* Task statement *
Pick out each line of the records in which the word "header" appears.

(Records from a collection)
============================================================

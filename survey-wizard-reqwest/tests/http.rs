//! Round trips against a local HTTP server.

use std::sync::{Arc, Mutex};

use axum::Router;
use axum::http::{StatusCode, header};
use axum::routing::post;
use serde_json::{Value, json};
use survey_wizard_reqwest::{ReqwestSubmitter, SUBMIT_PATH};
use survey_wizard_types::{FieldName, SubmissionOutcome, SubmissionPayload, Submitter};

type Received = Arc<Mutex<Vec<Value>>>;

/// Serve `body` with `status` on the submit path; returns the endpoint URL.
async fn serve(status: StatusCode, body: &'static str) -> (String, Received) {
    let received = Received::default();
    let sink = received.clone();
    let app = Router::new().route(
        SUBMIT_PATH,
        post(move |axum::Json(payload): axum::Json<Value>| {
            let sink = sink.clone();
            async move {
                sink.lock().unwrap().push(payload);
                (status, [(header::CONTENT_TYPE, "application/json")], body)
            }
        }),
    );

    let listener = tokio::net::TcpListener::bind("127.0.0.1:0").await.unwrap();
    let addr = listener.local_addr().unwrap();
    tokio::spawn(async move { axum::serve(listener, app).await });

    (format!("http://{addr}{SUBMIT_PATH}"), received)
}

fn payload() -> SubmissionPayload {
    let mut payload = SubmissionPayload::new();
    payload.insert(&FieldName::new("full_name"), "Priya");
    payload.insert(&FieldName::new("price_sensitivity"), 4);
    payload
}

#[tokio::test]
async fn accepted() {
    let (endpoint, received) = serve(StatusCode::OK, r#"{"id": 1}"#).await;
    let submitter = ReqwestSubmitter::new(endpoint).unwrap();

    let outcome = submitter.submit(&payload()).await;

    assert_eq!(outcome, SubmissionOutcome::Success);
    assert_eq!(
        received.lock().unwrap().as_slice(),
        [json!({"full_name": "Priya", "price_sensitivity": 4})]
    );
}

#[tokio::test]
async fn rejected_fields() {
    let (endpoint, _) = serve(
        StatusCode::UNPROCESSABLE_ENTITY,
        r#"{"detail": [{"msg": "X"}, {"msg": "Y"}]}"#,
    )
    .await;
    let submitter = ReqwestSubmitter::new(endpoint).unwrap();

    let outcome = submitter.submit(&payload()).await;

    assert_eq!(
        outcome,
        SubmissionOutcome::ValidationFailure(vec!["X".into(), "Y".into()])
    );
}

#[tokio::test]
async fn server_error_with_text() {
    let (endpoint, _) = serve(StatusCode::INTERNAL_SERVER_ERROR, r#"{"detail": "Database unavailable"}"#).await;
    let submitter = ReqwestSubmitter::new(endpoint).unwrap();

    let outcome = submitter.submit(&payload()).await;

    assert_eq!(
        outcome,
        SubmissionOutcome::TransportFailure("Database unavailable".into())
    );
}

#[tokio::test]
async fn malformed_body() {
    let (endpoint, _) = serve(StatusCode::OK, "<html>oops</html>").await;
    let submitter = ReqwestSubmitter::new(endpoint).unwrap();

    let outcome = submitter.submit(&payload()).await;

    assert!(matches!(outcome, SubmissionOutcome::TransportFailure(_)));
}

#[tokio::test]
async fn unreachable_server() {
    let listener = tokio::net::TcpListener::bind("127.0.0.1:0").await.unwrap();
    let addr = listener.local_addr().unwrap();
    drop(listener);
    let submitter = ReqwestSubmitter::new(format!("http://{addr}{SUBMIT_PATH}")).unwrap();

    let outcome = submitter.submit(&payload()).await;

    assert!(matches!(outcome, SubmissionOutcome::TransportFailure(_)));
}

============================================================

* Problem solution *
use axum::http::{StatusCode, header};
                (status, [(header::CONTENT_TYPE, "application/json")], body)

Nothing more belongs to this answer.